Naia prometió que para sus ojos sería la mujer más guapa del mundo, aunque su pelo fueran serpientes como la diosa Medusa. Pero, ella sentía rechazo hacia aquella marca, cada vez que la veía recordaba todo lo que sufrieron en manos romanas. Por eso, decidió ocultarla con el flequillo. Sabía que eso no haría que el pasado desapareciera, pero podía mantenerlo más alejado del presente.

Volvió a suspirar extenuada después de partir otro tronco de leña. 

—Si sigues a ese ritmo no terminaremos para la cena —gruñó Raoul. 

—Perdona por no tener tu fuerza. 

La pelirroja se tomó un momento para observar a su compañero.
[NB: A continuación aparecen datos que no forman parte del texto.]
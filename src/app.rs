use std::io::{self, BufRead, Write};

use crossterm::style::Stylize;
use fuzzy_matcher::FuzzyMatcher;
use fuzzy_matcher::skim::SkimMatcherV2;
use smallvec::SmallVec;

use crate::executor::CommandExecutor;
use crate::model::command::{CommandRegistry, TrustContext};
use crate::model::config::ShellConfig;
use crate::model::menu::{MenuTree, NodeId, normalize_title};
use crate::msg::Outcome;

const INVALID_SELECTION: &str = "Invalid selection. Please choose a valid menu item.";
const ACCESS_DENIED: &str = "Blocked: unauthorized command.";

/// Interactive navigation over a finished menu tree.
///
/// State is the current node plus a back-stack of the interior nodes left
/// behind on each descent. Leaf execution never moves the cursor.
pub struct MenuShell<E: CommandExecutor> {
    tree: MenuTree,
    registry: CommandRegistry,
    trust: TrustContext,
    executor: E,
    config: ShellConfig,
    current: NodeId,
    back_stack: SmallVec<[NodeId; 8]>,
}

impl<E: CommandExecutor> MenuShell<E> {
    pub fn new(tree: MenuTree, executor: E, config: ShellConfig) -> Self {
        let current = tree.root();
        Self {
            tree,
            registry: CommandRegistry,
            trust: TrustContext::anonymous(),
            executor,
            config,
            current,
            back_stack: SmallVec::new(),
        }
    }

    pub fn with_trust(mut self, trust: TrustContext) -> Self {
        self.trust = trust;
        self
    }

    pub fn current(&self) -> NodeId {
        self.current
    }

    pub fn depth(&self) -> usize {
        self.back_stack.len()
    }

    pub fn tree(&self) -> &MenuTree {
        &self.tree
    }

    pub fn executor(&self) -> &E {
        &self.executor
    }

    /// Titles from the root down to the current node.
    pub fn breadcrumb(&self) -> Vec<&str> {
        self.back_stack
            .iter()
            .chain(std::iter::once(&self.current))
            .map(|id| self.tree.title(*id))
            .collect()
    }

    // ── Update ───────────────────────────────────────────────────

    /// Consume exactly one line of input. Executor output goes to `out`.
    pub fn step(&mut self, input: &str, out: &mut dyn Write) -> io::Result<Outcome> {
        let selection = normalize_title(input);

        if selection.is_empty() {
            return Ok(Outcome::Ignored);
        }

        if selection == normalize_title(&self.config.back_token) {
            return Ok(match self.back_stack.pop() {
                Some(previous) => {
                    self.current = previous;
                    tracing::debug!("returned to '{}'", self.tree.title(previous));
                    Outcome::Returned(previous)
                }
                None => Outcome::AtTop,
            });
        }

        let Some(selected) = self.tree.get_child(self.current, &selection) else {
            tracing::debug!("invalid selection '{}'", input.trim());
            return Ok(Outcome::InvalidSelection {
                input: input.trim().to_string(),
                suggestion: self.suggest(&selection),
            });
        };

        if !self.tree.is_leaf(selected) {
            self.back_stack.push(self.current);
            self.current = selected;
            tracing::debug!("entered '{}'", self.tree.title(selected));
            return Ok(Outcome::Descended(selected));
        }

        // Leaves always carry a command.
        let Some(command) = self.tree.node(selected).and_then(|node| node.command) else {
            return Ok(Outcome::Ignored);
        };

        if self.registry.is_blocked(command.kind, &self.trust) {
            tracing::warn!(
                "blocked {} command '{}'",
                command.kind,
                self.tree.title(selected)
            );
            return Ok(Outcome::Denied(command.kind));
        }

        let flow = self.executor.execute(command, out)?;
        Ok(Outcome::Executed {
            kind: command.kind,
            flow,
        })
    }

    fn suggest(&self, selection: &str) -> Option<String> {
        let matcher = SkimMatcherV2::default();
        self.tree
            .children(self.current)
            .into_iter()
            .filter_map(|id| {
                let title = self.tree.title(id);
                matcher
                    .fuzzy_match(title, selection)
                    .map(|score| (score, title))
            })
            .max_by_key(|(score, _)| *score)
            .map(|(_, title)| title.to_string())
    }

    // ── View ─────────────────────────────────────────────────────

    pub fn render_menu(&self, out: &mut dyn Write) -> io::Result<()> {
        writeln!(out, "==== {} ====", self.tree.title(self.current))?;
        for (idx, child) in self.tree.children(self.current).into_iter().enumerate() {
            writeln!(out, "{}. {}", idx + 1, self.tree.title(child))?;
        }
        writeln!(
            out,
            "Type the menu name to select. Type {} to go back.",
            self.config.back_token
        )
    }

    pub fn report(&self, outcome: &Outcome, out: &mut dyn Write) -> io::Result<()> {
        match outcome {
            Outcome::InvalidSelection { suggestion, .. } => {
                self.error_line(INVALID_SELECTION, out)?;
                if let Some(title) = suggestion {
                    writeln!(out, "Did you mean '{title}'?")?;
                }
                Ok(())
            }
            Outcome::Denied(_) => self.error_line(ACCESS_DENIED, out),
            Outcome::AtTop => writeln!(out, "Already at the top-level menu."),
            Outcome::Ignored
            | Outcome::Descended(_)
            | Outcome::Returned(_)
            | Outcome::Executed { .. } => Ok(()),
        }
    }

    fn error_line(&self, message: &str, out: &mut dyn Write) -> io::Result<()> {
        let line = format!("[ERROR] {message}");
        if self.config.color {
            writeln!(out, "{}", line.as_str().red())
        } else {
            writeln!(out, "{line}")
        }
    }

    // ── Loop ─────────────────────────────────────────────────────

    /// Read-eval loop. Ends when a command halts the session or input is exhausted.
    pub fn run<R: BufRead, W: Write>(&mut self, mut input: R, mut out: W) -> io::Result<()> {
        let mut buf = Vec::new();

        loop {
            self.render_menu(&mut out)?;
            write!(out, "{}", self.config.prompt)?;
            out.flush()?;

            buf.clear();
            if input.read_until(b'\n', &mut buf)? == 0 {
                tracing::info!("input closed, leaving shell");
                writeln!(out)?;
                return Ok(());
            }

            // Undecodable bytes become U+FFFD and fail lookup like any other typo.
            let line = String::from_utf8_lossy(&buf);
            let outcome = self.step(&line, &mut out)?;
            self.report(&outcome, &mut out)?;

            if outcome.halts() {
                return Ok(());
            }
        }
    }
}

#[cfg(test)]
mod tests {
    use super::*;
    use crate::executor::Flow;
    use crate::model::command::{CommandDescriptor, CommandKind};

    #[derive(Default)]
    struct Recorder {
        calls: Vec<CommandKind>,
    }

    impl CommandExecutor for Recorder {
        fn execute(&mut self, command: CommandDescriptor, _out: &mut dyn Write) -> io::Result<Flow> {
            self.calls.push(command.kind);
            Ok(match command.kind {
                CommandKind::Shutdown => Flow::Halt,
                _ => Flow::Continue,
            })
        }
    }

    fn shell() -> MenuShell<Recorder> {
        let mut tree = MenuTree::new("Main Menu");
        let root = tree.root();
        tree.add_entry(root, "System Info", CommandKind::SystemInfo);
        tree.add_entry(root, "Shutdown", CommandKind::Shutdown);
        let plugins = tree.add_entry(root, "Plugins", CommandKind::OpenSubmenu).unwrap();
        tree.add_entry(plugins, "List Installed", CommandKind::OpenSubmenu);
        let developer = tree.add_entry(root, "Developer", CommandKind::Developer).unwrap();
        tree.add_entry(developer, "Security Logs", CommandKind::Admin);
        tree.add_entry(developer, "Debug Tools", CommandKind::Developer);

        MenuShell::new(tree, Recorder::default(), ShellConfig::default())
    }

    fn feed(shell: &mut MenuShell<Recorder>, input: &str) -> Outcome {
        shell.step(input, &mut io::sink()).unwrap()
    }

    #[test]
    fn descend_then_exit_returns_to_root() {
        let mut shell = shell();
        let root = shell.current();

        let outcome = feed(&mut shell, "plugins");
        assert!(matches!(outcome, Outcome::Descended(_)));
        assert_eq!(shell.breadcrumb(), vec!["Main Menu", "Plugins"]);

        assert_eq!(feed(&mut shell, "EXIT"), Outcome::Returned(root));
        assert_eq!(shell.current(), root);
        assert_eq!(shell.depth(), 0);
    }

    #[test]
    fn leaf_executes_once_and_stays_in_place() {
        let mut shell = shell();
        let root = shell.current();

        let outcome = feed(&mut shell, "System Info");

        assert_eq!(
            outcome,
            Outcome::Executed {
                kind: CommandKind::SystemInfo,
                flow: Flow::Continue
            }
        );
        assert_eq!(shell.executor().calls, vec![CommandKind::SystemInfo]);
        assert_eq!(shell.current(), root);
    }

    #[test]
    fn gated_leaves_never_reach_the_executor() {
        let mut shell = shell().with_trust(TrustContext::for_user(
            "admin",
            ["Admin".to_string(), "Developer".to_string()],
        ));
        feed(&mut shell, "developer");
        let inside = shell.current();

        assert_eq!(
            feed(&mut shell, "Security Logs"),
            Outcome::Denied(CommandKind::Admin)
        );
        assert_eq!(
            feed(&mut shell, "debug tools"),
            Outcome::Denied(CommandKind::Developer)
        );
        assert!(shell.executor().calls.is_empty());
        assert_eq!(shell.current(), inside);
    }

    #[test]
    fn unknown_input_is_recoverable_with_hint() {
        let mut shell = shell();
        let root = shell.current();

        let outcome = feed(&mut shell, "plugns");

        assert_eq!(
            outcome,
            Outcome::InvalidSelection {
                input: "plugns".to_string(),
                suggestion: Some("Plugins".to_string()),
            }
        );
        assert_eq!(shell.current(), root);
    }

    #[test]
    fn back_at_root_and_blank_lines_are_no_ops() {
        let mut shell = shell();
        let root = shell.current();

        assert_eq!(feed(&mut shell, "exit"), Outcome::AtTop);
        assert_eq!(feed(&mut shell, "   \n"), Outcome::Ignored);
        assert_eq!(shell.current(), root);
    }

    #[test]
    fn empty_submenu_can_be_entered_and_left() {
        let mut shell = shell();
        feed(&mut shell, "plugins");
        let plugins = shell.current();

        assert!(matches!(feed(&mut shell, "list installed"), Outcome::Descended(_)));
        assert_eq!(shell.depth(), 2);
        assert_eq!(feed(&mut shell, "EXIT"), Outcome::Returned(plugins));
    }

    #[test]
    fn run_renders_menu_and_stops_on_halt() {
        let mut shell = shell();
        let input = io::Cursor::new("nonsense\nsystem info\nshutdown\nsystem info\n");
        let mut out = Vec::new();

        shell.run(input, &mut out).unwrap();

        let text = String::from_utf8(out).unwrap();
        assert!(text.contains("==== Main Menu ===="));
        assert!(text.contains("1. Developer"));
        assert!(text.contains("[ERROR] Invalid selection."));
        assert_eq!(
            shell.executor().calls,
            vec![CommandKind::SystemInfo, CommandKind::Shutdown]
        );
    }

    #[test]
    fn run_ends_when_input_closes() {
        let mut shell = shell();
        let mut out = Vec::new();

        shell.run(io::Cursor::new("plugins\n"), &mut out).unwrap();

        assert_eq!(shell.depth(), 1);
        assert!(String::from_utf8(out).unwrap().contains("==== Plugins ===="));
    }

    #[test]
    fn invalid_utf8_line_does_not_end_session() {
        let mut shell = shell();
        let mut input = vec![0xff, 0xfe, b'\n'];
        input.extend_from_slice(b"System Info\n");
        let mut out = Vec::new();

        shell.run(io::Cursor::new(input), &mut out).unwrap();

        assert_eq!(shell.executor().calls, vec![CommandKind::SystemInfo]);
        assert!(String::from_utf8(out).unwrap().contains("[ERROR] Invalid selection."));
    }
}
Agarraba el mango del hacha con demasiada fuerza, apretando los dientes y partía los troncos de madera como si le hubieran hecho el peor de los males y quisiera vengarse de ellos.

—¿Qué te han hecho los troncos?

—¿Has venido a hablar o a ayudarme?

—Si sigues hablándome en ese tono, posiblemente te mande a la mierda.

Raoul levantó el hacha para clavarla con fuerza sobre el gran tronco donde apoyaba los pequeños para cortarlos. Resopló con los ojos cerrados y Syra cruzó los brazos, esperando. 

—Perdona…

—¿Se puede saber qué te pasa?

—Agoney y yo nos hemos peleado. 

—Vosotros no os peleáis. 

—Eso creía yo —chistó la lengua. 

—¿Es grave? 

—He dormido en el establo. 

—¿Qué has hecho? —preguntó Syra. 

—Ojalá lo supiera. 

—Tiene que haber sido importante. No habéis dormido separados desde que llegamos a la granja. 

—Todo por esa maldita cabra —chistó la lengua. 

—¿Cabra? —preguntó Syra, confusa—. ¿Hablas de Nieve? 

—La he vendido —confesó, no tan seguro ahora de que fuera una buena idea. 

—Qué has hecho, ¿qué?

—Necesitamos dinero. Es la mejor cabra que tenemos. ¿Sabes los litros de leche que puede dar al día? 

—¿Sabes el cariño que Agoney tenía a esa cabra? Fue la primera que tuvimos, Raoul. 

—Me lo dices como si no lo supiera —se quejó y suspiró—. Es solo una cabra, joder. 

—No es solo una cabra, Ra —dijo con un tono suave, que desarmó al germano y le hizo suspirar. 

—La he jodido, ¿verdad? 

—Sí. 

—Discutimos ayer —confesó, sentándose sobre el montón de troncos apilados—. Me llamo egoísta. Dijo que solo pienso en mí mismo ¿Cómo puede pensar eso, Syra?